Obama Democrats VS Tea Party Republicans: A Fake Fight Over Fake Health Care Reform

which stakeholders?by BAR managing editor Bruce A. Dixon

There are real fights and there are fake fights, engineered to distract attention away from the real deal. The shouting match between Obama's Dems and the Tea party Repubs is one of those fake fights. The health care legislation passed by the Obama Democrats is incomparably worse than anything they could have passed right after the presidential election, and significantly worse than anything Democrats could have passed at midyear 2009. The president and his minions have delayed as long as possible to guarantee the worst, not the best bill for patients, and the best deal possible for Big Insurance, Big Pharma and Big Medicine.

 

 

Obama Democrats VS Tea Party Republicans: A Fake Fight Over Fake Health Care Reform

by BAR managing editor Bruce A. Dixon

The fifteen month running battle between Obama Democrats and tea party Republicans was never much more real than televised professional wrestling. Like the opposing wrestlers, both sides work for the same bosses, for Big Pharma, Big Insurance, and the biggest medical providers. The real health care fight waged by the Obama administration has not been against Republicans, who never had the votes to stop, let alone dictate or pass anything.

The administration's effort all along has been to pass the worst bill possible, with the greatest amounts of corporate welfare and loopholes, and the fewest protections for patients, while silencing, neutering and coercing the voices of most Democrats, who have favored some form of single payer, or Medicare For All from the beginning.

The Fake Reform

On the whole, the Obama health care legislation is just plain bad. It's fake reform. Most of the people getting medical coverage for the first time under its provisions will get through an expansion of Medicaid. The Medicaid expansion and inclusion of children in their parents' policies till the age of 24 are perhaps the only unambiguously positive aspects of the bill, and both these could have been passed through the House and Senate at any time since the end of 2006.

Supposedly, insurers can't refuse to insure anybody, or jack prices on the basis of pre-existing conditions, and can't revoke policies when people get sick enough to actually use them. But so many loopholes and end runs have been written into the legislation that these and other widely ballyhooed provisions to safeguard the interests of patients are in fact meaningless. The ban on pre-existing conditions for example is negated by allowing insurers to offer “wellness” discounts. The older, the fatter, the less physically fit and the already sick need not apply for these discounts, and the fit will lose them when they gain a few pounds.

Insurance policies will continue to cherry pick their customers in the marketing, and like the credit card industry, insurers will now be able to evade already weak state regulators by selling policies across state lines.

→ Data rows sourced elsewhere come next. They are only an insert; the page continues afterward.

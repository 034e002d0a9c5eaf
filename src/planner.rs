use crate::action::DocAction;
use crate::cell::{CellValue, RowId};
use crate::error::RowgateError;
use crate::eval::PermissionInfo;
use crate::lattice::{TableRead, Verdict};
use crate::snapshot::SnapshotStep;
use crate::table::TableData;
use smallvec::SmallVec;
use std::collections::BTreeMap;

/// Rewrites one outgoing mutation for a recipient with restricted visibility.
///
/// Returns zero or more derived mutations, in delivery order: synthetic adds
/// for rows the mutation made visible, then the (possibly thinned) original,
/// then synthetic removes for rows it hid. `NeedReload` propagates when the
/// recipient's schema view can no longer be patched.
pub(crate) fn prune_outgoing_action(
    info: &PermissionInfo,
    action: &DocAction,
    step: Option<&SnapshotStep>,
) -> Result<Vec<DocAction>, RowgateError> {
    let table_id = action.table_id();
    let access = info.table_access(table_id);
    match access.read {
        TableRead::Deny => Ok(Vec::new()),
        TableRead::Allow => Ok(vec![action.clone()]),
        TableRead::MixedColumns | TableRead::Mixed if action.is_schema_shaped() => {
            prune_schema_action(info, action)
        }
        TableRead::MixedColumns => Ok(prune_columns(info, action.clone()).into_iter().collect()),
        TableRead::Mixed => prune_row_mixed(info, action, step),
    }
}

/// Schema changes cannot be partially delivered. A change to a column the
/// recipient cannot see at all is silently dropped; anything else forces the
/// recipient to resync.
fn prune_schema_action(
    info: &PermissionInfo,
    action: &DocAction,
) -> Result<Vec<DocAction>, RowgateError> {
    if let Some(col) = action.touched_col()
        && info.column_access(action.table_id(), col).read() == Verdict::Deny
    {
        return Ok(Vec::new());
    }
    Err(RowgateError::NeedReload)
}

fn forbidden_in(info: &PermissionInfo, table_id: &str, image: &TableData, row_id: RowId) -> bool {
    match image.record(row_id) {
        Some(rec) => info.row_forbidden(table_id, &rec),
        // A row absent from this side of the snapshot does not exist for
        // anyone, so it is not visible either.
        None => true,
    }
}

fn prune_row_mixed(
    info: &PermissionInfo,
    action: &DocAction,
    step: Option<&SnapshotStep>,
) -> Result<Vec<DocAction>, RowgateError> {
    let Some(step) = step else {
        return Err(RowgateError::NoActiveBroadcast);
    };
    let table_id = action.table_id();

    let mut keep: SmallVec<[RowId; 8]> = SmallVec::new();
    let mut additions: SmallVec<[RowId; 8]> = SmallVec::new();
    let mut removals: SmallVec<[RowId; 8]> = SmallVec::new();
    for row_id in action.row_ids() {
        let hidden_before = forbidden_in(info, table_id, &step.before, row_id);
        let hidden_after = forbidden_in(info, table_id, &step.after, row_id);
        if action.is_update_shaped() {
            match (hidden_before, hidden_after) {
                (true, true) => {}
                (false, false) => keep.push(row_id),
                // Newly visible: deliver the full row instead of a patch.
                (true, false) => additions.push(row_id),
                // Newly hidden: the recipient must forget the row.
                (false, true) => removals.push(row_id),
            }
        } else if action.is_add_shaped() {
            if !hidden_after {
                keep.push(row_id);
            }
        } else if !hidden_before {
            keep.push(row_id);
        }
    }

    let mut derived: Vec<DocAction> = Vec::new();
    if !additions.is_empty() {
        derived.push(bulk_add_from_image(&step.after, table_id, &additions));
    }
    if let Some(thinned) = retain_rows(action, &keep) {
        derived.push(thinned);
    }
    if !removals.is_empty() {
        derived.push(DocAction::BulkRemoveRecord {
            table_id: table_id.to_string(),
            row_ids: removals.to_vec(),
        });
    }

    let mut out = Vec::with_capacity(derived.len());
    for action in derived {
        if let Some(action) = prune_columns(info, action)
            && let Some(action) = censor_cells(info, action, &step.after)
        {
            out.push(action);
        }
    }
    Ok(out)
}

/// Synthetic bulk-add carrying the full post-state of the given rows.
fn bulk_add_from_image(image: &TableData, table_id: &str, row_ids: &[RowId]) -> DocAction {
    let mut columns: BTreeMap<String, Vec<CellValue>> = BTreeMap::new();
    for (col, values) in &image.columns {
        let mut out = Vec::with_capacity(row_ids.len());
        for row_id in row_ids {
            let value = image
                .row_index(*row_id)
                .and_then(|row| values.get(row))
                .cloned()
                .unwrap_or(CellValue::Null);
            out.push(value);
        }
        columns.insert(col.clone(), out);
    }
    DocAction::BulkAddRecord {
        table_id: table_id.to_string(),
        row_ids: row_ids.to_vec(),
        columns,
    }
}

/// Thins a record-shaped action down to the given rows. Returns `None` when
/// nothing is left.
fn retain_rows(action: &DocAction, keep: &[RowId]) -> Option<DocAction> {
    let keeps = |row_id: &RowId| keep.contains(row_id);
    match action {
        DocAction::AddRecord { row_id, .. }
        | DocAction::UpdateRecord { row_id, .. }
        | DocAction::RemoveRecord { row_id, .. } => keeps(row_id).then(|| action.clone()),
        DocAction::BulkRemoveRecord { table_id, row_ids } => {
            let kept: Vec<RowId> = row_ids.iter().copied().filter(|id| keeps(id)).collect();
            (!kept.is_empty()).then(|| DocAction::BulkRemoveRecord {
                table_id: table_id.clone(),
                row_ids: kept,
            })
        }
        DocAction::BulkAddRecord { .. }
        | DocAction::BulkUpdateRecord { .. }
        | DocAction::ReplaceTableData { .. } => thin_bulk(action, keep),
        _ => Some(action.clone()),
    }
}

fn thin_bulk(action: &DocAction, keep: &[RowId]) -> Option<DocAction> {
    let (table_id, row_ids, columns) = match action {
        DocAction::BulkAddRecord {
            table_id,
            row_ids,
            columns,
        }
        | DocAction::BulkUpdateRecord {
            table_id,
            row_ids,
            columns,
        }
        | DocAction::ReplaceTableData {
            table_id,
            row_ids,
            columns,
        } => (table_id, row_ids, columns),
        _ => return Some(action.clone()),
    };
    let kept_idx: Vec<usize> = row_ids
        .iter()
        .enumerate()
        .filter(|(_, id)| keep.contains(*id))
        .map(|(i, _)| i)
        .collect();
    if kept_idx.is_empty() {
        return None;
    }
    let new_rows: Vec<RowId> = kept_idx.iter().map(|&i| row_ids[i]).collect();
    let new_columns: BTreeMap<String, Vec<CellValue>> = columns
        .iter()
        .map(|(col, values)| {
            let vals = kept_idx
                .iter()
                .map(|&i| values.get(i).cloned().unwrap_or(CellValue::Null))
                .collect();
            (col.clone(), vals)
        })
        .collect();
    Some(match action {
        DocAction::BulkAddRecord { .. } => DocAction::BulkAddRecord {
            table_id: table_id.clone(),
            row_ids: new_rows,
            columns: new_columns,
        },
        DocAction::BulkUpdateRecord { .. } => DocAction::BulkUpdateRecord {
            table_id: table_id.clone(),
            row_ids: new_rows,
            columns: new_columns,
        },
        _ => DocAction::ReplaceTableData {
            table_id: table_id.clone(),
            row_ids: new_rows,
            columns: new_columns,
        },
    })
}

/// Drops columns whose column-level read is deny. An action left with no
/// columns at all is dropped entirely.
pub(crate) fn prune_columns(info: &PermissionInfo, action: DocAction) -> Option<DocAction> {
    let table_id = action.table_id().to_string();
    let readable = |col: &str| info.column_access(&table_id, col).read() != Verdict::Deny;
    match action {
        DocAction::AddRecord {
            table_id,
            row_id,
            mut values,
        } => {
            values.retain(|col, _| readable(col));
            (!values.is_empty()).then_some(DocAction::AddRecord {
                table_id,
                row_id,
                values,
            })
        }
        DocAction::UpdateRecord {
            table_id,
            row_id,
            mut values,
        } => {
            values.retain(|col, _| readable(col));
            (!values.is_empty()).then_some(DocAction::UpdateRecord {
                table_id,
                row_id,
                values,
            })
        }
        DocAction::BulkAddRecord {
            table_id,
            row_ids,
            mut columns,
        } => {
            columns.retain(|col, _| readable(col));
            (!columns.is_empty()).then_some(DocAction::BulkAddRecord {
                table_id,
                row_ids,
                columns,
            })
        }
        DocAction::BulkUpdateRecord {
            table_id,
            row_ids,
            mut columns,
        } => {
            columns.retain(|col, _| readable(col));
            (!columns.is_empty()).then_some(DocAction::BulkUpdateRecord {
                table_id,
                row_ids,
                columns,
            })
        }
        DocAction::ReplaceTableData {
            table_id,
            row_ids,
            mut columns,
        } => {
            columns.retain(|col, _| readable(col));
            (!columns.is_empty()).then_some(DocAction::ReplaceTableData {
                table_id,
                row_ids,
                columns,
            })
        }
        other => Some(other),
    }
}

/// Re-evaluates every remaining row with its post-state bound as the record:
/// unreadable rows are dropped, and cells in columns that are not cleanly
/// readable for that row are replaced with the censor sentinel.
fn censor_cells(
    info: &PermissionInfo,
    action: DocAction,
    after: &TableData,
) -> Option<DocAction> {
    let table_id = action.table_id().to_string();
    match action {
        DocAction::AddRecord {
            table_id: t,
            row_id,
            mut values,
        } => {
            let Some(rec) = after.record(row_id) else {
                return None;
            };
            if info.row_forbidden(&table_id, &rec) {
                return None;
            }
            for (col, value) in values.iter_mut() {
                if info.column_access_with(&table_id, col, &rec).read() != Verdict::Allow {
                    *value = CellValue::Censored;
                }
            }
            Some(DocAction::AddRecord {
                table_id: t,
                row_id,
                values,
            })
        }
        DocAction::UpdateRecord {
            table_id: t,
            row_id,
            mut values,
        } => {
            let Some(rec) = after.record(row_id) else {
                return None;
            };
            if info.row_forbidden(&table_id, &rec) {
                return None;
            }
            for (col, value) in values.iter_mut() {
                if info.column_access_with(&table_id, col, &rec).read() != Verdict::Allow {
                    *value = CellValue::Censored;
                }
            }
            Some(DocAction::UpdateRecord {
                table_id: t,
                row_id,
                values,
            })
        }
        DocAction::BulkAddRecord { .. }
        | DocAction::BulkUpdateRecord { .. }
        | DocAction::ReplaceTableData { .. } => censor_bulk(info, action, after),
        other => Some(other),
    }
}

fn censor_bulk(info: &PermissionInfo, action: DocAction, after: &TableData) -> Option<DocAction> {
    let (table_id, row_ids, columns) = match &action {
        DocAction::BulkAddRecord {
            table_id,
            row_ids,
            columns,
        }
        | DocAction::BulkUpdateRecord {
            table_id,
            row_ids,
            columns,
        }
        | DocAction::ReplaceTableData {
            table_id,
            row_ids,
            columns,
        } => (table_id.clone(), row_ids.clone(), columns.clone()),
        _ => return Some(action),
    };

    let mut kept: Vec<RowId> = Vec::with_capacity(row_ids.len());
    let mut censored: Vec<(usize, String)> = Vec::new();
    for (i, row_id) in row_ids.iter().enumerate() {
        let Some(rec) = after.record(*row_id) else {
            continue;
        };
        if info.row_forbidden(&table_id, &rec) {
            continue;
        }
        kept.push(*row_id);
        for col in columns.keys() {
            if info.column_access_with(&table_id, col, &rec).read() != Verdict::Allow {
                censored.push((i, col.clone()));
            }
        }
    }
    if kept.is_empty() {
        return None;
    }

    let mut columns = columns;
    for (i, col) in censored {
        if let Some(values) = columns.get_mut(&col)
            && let Some(value) = values.get_mut(i)
        {
            *value = CellValue::Censored;
        }
    }
    let thinned = match &action {
        DocAction::BulkAddRecord { .. } => DocAction::BulkAddRecord {
            table_id,
            row_ids,
            columns,
        },
        DocAction::BulkUpdateRecord { .. } => DocAction::BulkUpdateRecord {
            table_id,
            row_ids,
            columns,
        },
        _ => DocAction::ReplaceTableData {
            table_id,
            row_ids,
            columns,
        },
    };
    retain_rows(&thinned, &kept)
}

/// In-place row and column filtering of a fetched table.
pub(crate) fn filter_table_data(info: &PermissionInfo, data: &mut TableData) {
    let table_id = data.table_id.clone();

    let denied: Vec<String> = data
        .columns
        .keys()
        .filter(|col| info.column_access(&table_id, col).read() == Verdict::Deny)
        .cloned()
        .collect();
    for col in denied {
        data.columns.remove(&col);
    }

    let mut kept_rows: Vec<usize> = Vec::with_capacity(data.len());
    let mut censored: Vec<(usize, String)> = Vec::new();
    for row in 0..data.len() {
        let rec = data.record_at(row);
        if info.row_forbidden(&table_id, &rec) {
            continue;
        }
        kept_rows.push(row);
        for col in data.columns.keys() {
            if info.column_access_with(&table_id, col, &rec).read() != Verdict::Allow {
                censored.push((row, col.clone()));
            }
        }
    }

    for (row, col) in censored {
        if let Some(values) = data.columns.get_mut(&col)
            && let Some(value) = values.get_mut(row)
        {
            *value = CellValue::Censored;
        }
    }
    if kept_rows.len() != data.len() {
        let new_ids: Vec<RowId> = kept_rows.iter().map(|&row| data.row_ids[row]).collect();
        data.row_ids = new_ids;
        for values in data.columns.values_mut() {
            let new_values: Vec<CellValue> = kept_rows
                .iter()
                .map(|&row| values.get(row).cloned().unwrap_or(CellValue::Null))
                .collect();
            *values = new_values;
        }
    }
}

This will undoubtedly lead to concentrations of insurance companies in the least regulated states, and a race to the bottom. Health coverage that many working Americans now get will be steeply taxed, and to evade this tax employers will simply offer policies worth less, provoking yet another downward stampede.

Big pharmaceutical companies are assured exclusive rights for even longer periods than before to new classes of drugs, and insurance companies are prohibited from paying for the re-importation of drugs originally manufactured here from Canada, or combining to negotiate drug prices downward.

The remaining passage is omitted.